BEGIN Source data
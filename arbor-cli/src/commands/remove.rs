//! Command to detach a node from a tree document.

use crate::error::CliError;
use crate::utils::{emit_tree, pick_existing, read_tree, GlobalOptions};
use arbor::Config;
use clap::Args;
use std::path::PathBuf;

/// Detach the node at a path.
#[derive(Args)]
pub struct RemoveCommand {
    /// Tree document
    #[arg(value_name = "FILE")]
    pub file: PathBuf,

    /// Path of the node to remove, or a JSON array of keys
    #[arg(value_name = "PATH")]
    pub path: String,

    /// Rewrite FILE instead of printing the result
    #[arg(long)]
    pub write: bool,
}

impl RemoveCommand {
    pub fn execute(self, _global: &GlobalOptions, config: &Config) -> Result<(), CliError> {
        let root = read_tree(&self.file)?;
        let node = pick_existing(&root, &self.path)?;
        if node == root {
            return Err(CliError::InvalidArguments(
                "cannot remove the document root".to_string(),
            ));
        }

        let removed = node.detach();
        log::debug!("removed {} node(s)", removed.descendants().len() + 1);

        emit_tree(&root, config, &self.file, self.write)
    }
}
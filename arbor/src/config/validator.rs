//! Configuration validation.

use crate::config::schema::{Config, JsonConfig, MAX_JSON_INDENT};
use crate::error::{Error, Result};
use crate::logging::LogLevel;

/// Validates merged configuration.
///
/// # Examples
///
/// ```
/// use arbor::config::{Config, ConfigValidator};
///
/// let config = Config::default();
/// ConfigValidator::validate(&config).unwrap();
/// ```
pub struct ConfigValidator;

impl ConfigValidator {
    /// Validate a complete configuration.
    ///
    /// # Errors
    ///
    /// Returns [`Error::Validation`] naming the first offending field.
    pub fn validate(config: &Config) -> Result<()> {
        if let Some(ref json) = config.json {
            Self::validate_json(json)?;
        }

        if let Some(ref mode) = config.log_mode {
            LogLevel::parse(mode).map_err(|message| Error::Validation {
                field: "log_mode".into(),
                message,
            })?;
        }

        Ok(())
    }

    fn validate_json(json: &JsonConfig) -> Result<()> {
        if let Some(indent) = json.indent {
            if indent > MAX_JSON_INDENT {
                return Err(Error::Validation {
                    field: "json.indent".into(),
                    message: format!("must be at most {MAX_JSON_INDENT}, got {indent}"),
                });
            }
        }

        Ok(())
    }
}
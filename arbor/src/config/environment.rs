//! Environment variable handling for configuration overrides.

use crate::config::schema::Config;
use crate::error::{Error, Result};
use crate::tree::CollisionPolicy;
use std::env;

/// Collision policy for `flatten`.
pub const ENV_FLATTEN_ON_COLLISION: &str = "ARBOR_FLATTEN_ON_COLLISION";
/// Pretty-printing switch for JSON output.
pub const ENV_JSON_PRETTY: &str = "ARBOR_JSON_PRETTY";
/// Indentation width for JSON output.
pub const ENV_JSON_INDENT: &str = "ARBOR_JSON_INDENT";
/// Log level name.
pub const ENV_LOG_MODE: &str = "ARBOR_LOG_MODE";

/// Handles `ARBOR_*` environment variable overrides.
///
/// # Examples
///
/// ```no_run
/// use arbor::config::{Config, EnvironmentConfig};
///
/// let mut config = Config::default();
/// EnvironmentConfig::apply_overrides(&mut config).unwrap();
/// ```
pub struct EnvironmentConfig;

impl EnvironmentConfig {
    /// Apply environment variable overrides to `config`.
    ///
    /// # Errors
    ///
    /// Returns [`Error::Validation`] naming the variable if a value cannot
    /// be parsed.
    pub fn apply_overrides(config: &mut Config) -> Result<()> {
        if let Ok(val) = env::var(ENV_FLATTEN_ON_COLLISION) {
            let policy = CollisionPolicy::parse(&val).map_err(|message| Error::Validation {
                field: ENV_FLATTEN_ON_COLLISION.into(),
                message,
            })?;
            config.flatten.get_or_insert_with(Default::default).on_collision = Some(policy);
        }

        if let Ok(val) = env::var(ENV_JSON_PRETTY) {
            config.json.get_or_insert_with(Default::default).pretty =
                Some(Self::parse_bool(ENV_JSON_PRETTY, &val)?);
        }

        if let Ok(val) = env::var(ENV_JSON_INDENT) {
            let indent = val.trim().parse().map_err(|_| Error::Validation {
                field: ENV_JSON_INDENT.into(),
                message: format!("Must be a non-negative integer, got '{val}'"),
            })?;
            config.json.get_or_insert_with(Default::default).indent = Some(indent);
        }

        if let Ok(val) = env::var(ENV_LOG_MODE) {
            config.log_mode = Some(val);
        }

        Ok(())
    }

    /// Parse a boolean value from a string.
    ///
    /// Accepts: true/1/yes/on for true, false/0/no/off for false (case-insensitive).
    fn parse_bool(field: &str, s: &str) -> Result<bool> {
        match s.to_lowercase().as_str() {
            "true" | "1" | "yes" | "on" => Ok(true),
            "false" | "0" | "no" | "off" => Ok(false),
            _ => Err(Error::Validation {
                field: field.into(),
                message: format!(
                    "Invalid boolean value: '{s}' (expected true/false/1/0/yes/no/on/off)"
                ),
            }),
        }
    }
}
END Source data
**What to work on:** Retype every line of the data, keeping each one exactly as it is.

**Your response:**
filename arbor-cli/src/commands/remove.rs
//! Command to detach a node from a tree document.

use crate::error::CliError;
use crate::utils::{emit_tree, pick_existing, read_tree, GlobalOptions};
use arbor::Config;
use clap::Args;
use std::path::PathBuf;

/// Detach the node at a path.
#[derive(Args)]
pub struct RemoveCommand {
    /// Tree document
    #[arg(value_name = "FILE")]
    pub file: PathBuf,

    /// Path of the node to remove, or a JSON array of keys
    #[arg(value_name = "PATH")]
    pub path: String,

    /// Rewrite FILE instead of printing the result
    #[arg(long)]
    pub write: bool,
}

impl RemoveCommand {
    pub fn execute(self, _global: &GlobalOptions, config: &Config) -> Result<(), CliError> {
        let root = read_tree(&self.file)?;
        let node = pick_existing(&root, &self.path)?;
        if node == root {
            return Err(CliError::InvalidArguments(
                "cannot remove the document root".to_string(),
            ));
        }

        let removed = node.detach();
        log::debug!("removed {} node(s)", removed.descendants().len() + 1);

        emit_tree(&root, config, &self.file, self.write)
    }
}
filename arbor/src/config/validator.rs
//! Configuration validation.

use crate::config::schema::{Config, JsonConfig, MAX_JSON_INDENT};
use crate::error::{Error, Result};
use crate::logging::LogLevel;

/// Validates merged configuration.
///
/// # Examples
///
/// ```
/// use arbor::config::{Config, ConfigValidator};
///
/// let config = Config::default();
/// ConfigValidator::validate(&config).unwrap();
/// ```
pub struct ConfigValidator;

impl ConfigValidator {
    /// Validate a complete configuration.
    ///
    /// # Errors
    ///
    /// Returns [`Error::Validation`] naming the first offending field.
    pub fn validate(config: &Config) -> Result<()> {
        if let Some(ref json) = config.json {
            Self::validate_json(json)?;
        }

        if let Some(ref mode) = config.log_mode {
            LogLevel::parse(mode).map_err(|message| Error::Validation {
                field: "log_mode".into(),
                message,
            })?;
        }

        Ok(())
    }

    fn validate_json(json: &JsonConfig) -> Result<()> {
        if let Some(indent) = json.indent {
            if indent > MAX_JSON_INDENT {
                return Err(Error::Validation {
                    field: "json.indent".into(),
                    message: format!("must be at most {MAX_JSON_INDENT}, got {indent}"),
                });
            }
        }

        Ok(())
    }
}
filename arbor/src/config/environment.rs
//! Environment variable handling for configuration overrides.

use crate::config::schema::Config;
use crate::error::{Error, Result};
use crate::tree::CollisionPolicy;
use std::env;

/// Collision policy for `flatten`.
pub const ENV_FLATTEN_ON_COLLISION: &str = "ARBOR_FLATTEN_ON_COLLISION";
/// Pretty-printing switch for JSON output.
pub const ENV_JSON_PRETTY: &str = "ARBOR_JSON_PRETTY";
/// Indentation width for JSON output.
pub const ENV_JSON_INDENT: &str = "ARBOR_JSON_INDENT";
/// Log level name.
pub const ENV_LOG_MODE: &str = "ARBOR_LOG_MODE";

/// Handles `ARBOR_*` environment variable overrides.
///
/// # Examples
///
/// ```no_run
/// use arbor::config::{Config, EnvironmentConfig};
///
/// let mut config = Config::default();
/// EnvironmentConfig::apply_overrides(&mut config).unwrap();
/// ```
pub struct EnvironmentConfig;

impl EnvironmentConfig {
    /// Apply environment variable overrides to `config`.
    ///
    /// # Errors
    ///
    /// Returns [`Error::Validation`] naming the variable if a value cannot
    /// be parsed.
    pub fn apply_overrides(config: &mut Config) -> Result<()> {
        if let Ok(val) = env::var(ENV_FLATTEN_ON_COLLISION) {
            let policy = CollisionPolicy::parse(&val).map_err(|message| Error::Validation {
                field: ENV_FLATTEN_ON_COLLISION.into(),
                message,
            })?;
            config.flatten.get_or_insert_with(Default::default).on_collision = Some(policy);
        }

        if let Ok(val) = env::var(ENV_JSON_PRETTY) {
            config.json.get_or_insert_with(Default::default).pretty =
                Some(Self::parse_bool(ENV_JSON_PRETTY, &val)?);
        }

        if let Ok(val) = env::var(ENV_JSON_INDENT) {
            let indent = val.trim().parse().map_err(|_| Error::Validation {
                field: ENV_JSON_INDENT.into(),
                message: format!("Must be a non-negative integer, got '{val}'"),
            })?;
            config.json.get_or_insert_with(Default::default).indent = Some(indent);
        }

        if let Ok(val) = env::var(ENV_LOG_MODE) {
            config.log_mode = Some(val);
        }

        Ok(())
    }

    /// Parse a boolean value from a string.
    ///
    /// Accepts: true/1/yes/on for true, false/0/no/off for false (case-insensitive).
    fn parse_bool(field: &str, s: &str) -> Result<bool> {
        match s.to_lowercase().as_str() {
            "true" | "1" | "yes" | "on" => Ok(true),
            "false" | "0" | "no" | "off" => Ok(false),
            _ => Err(Error::Validation {
                field: field.into(),
                message: format!(
                    "Invalid boolean value: '{s}' (expected true/false/1/0/yes/no/on/off)"
                ),
            }),
        }
    }
}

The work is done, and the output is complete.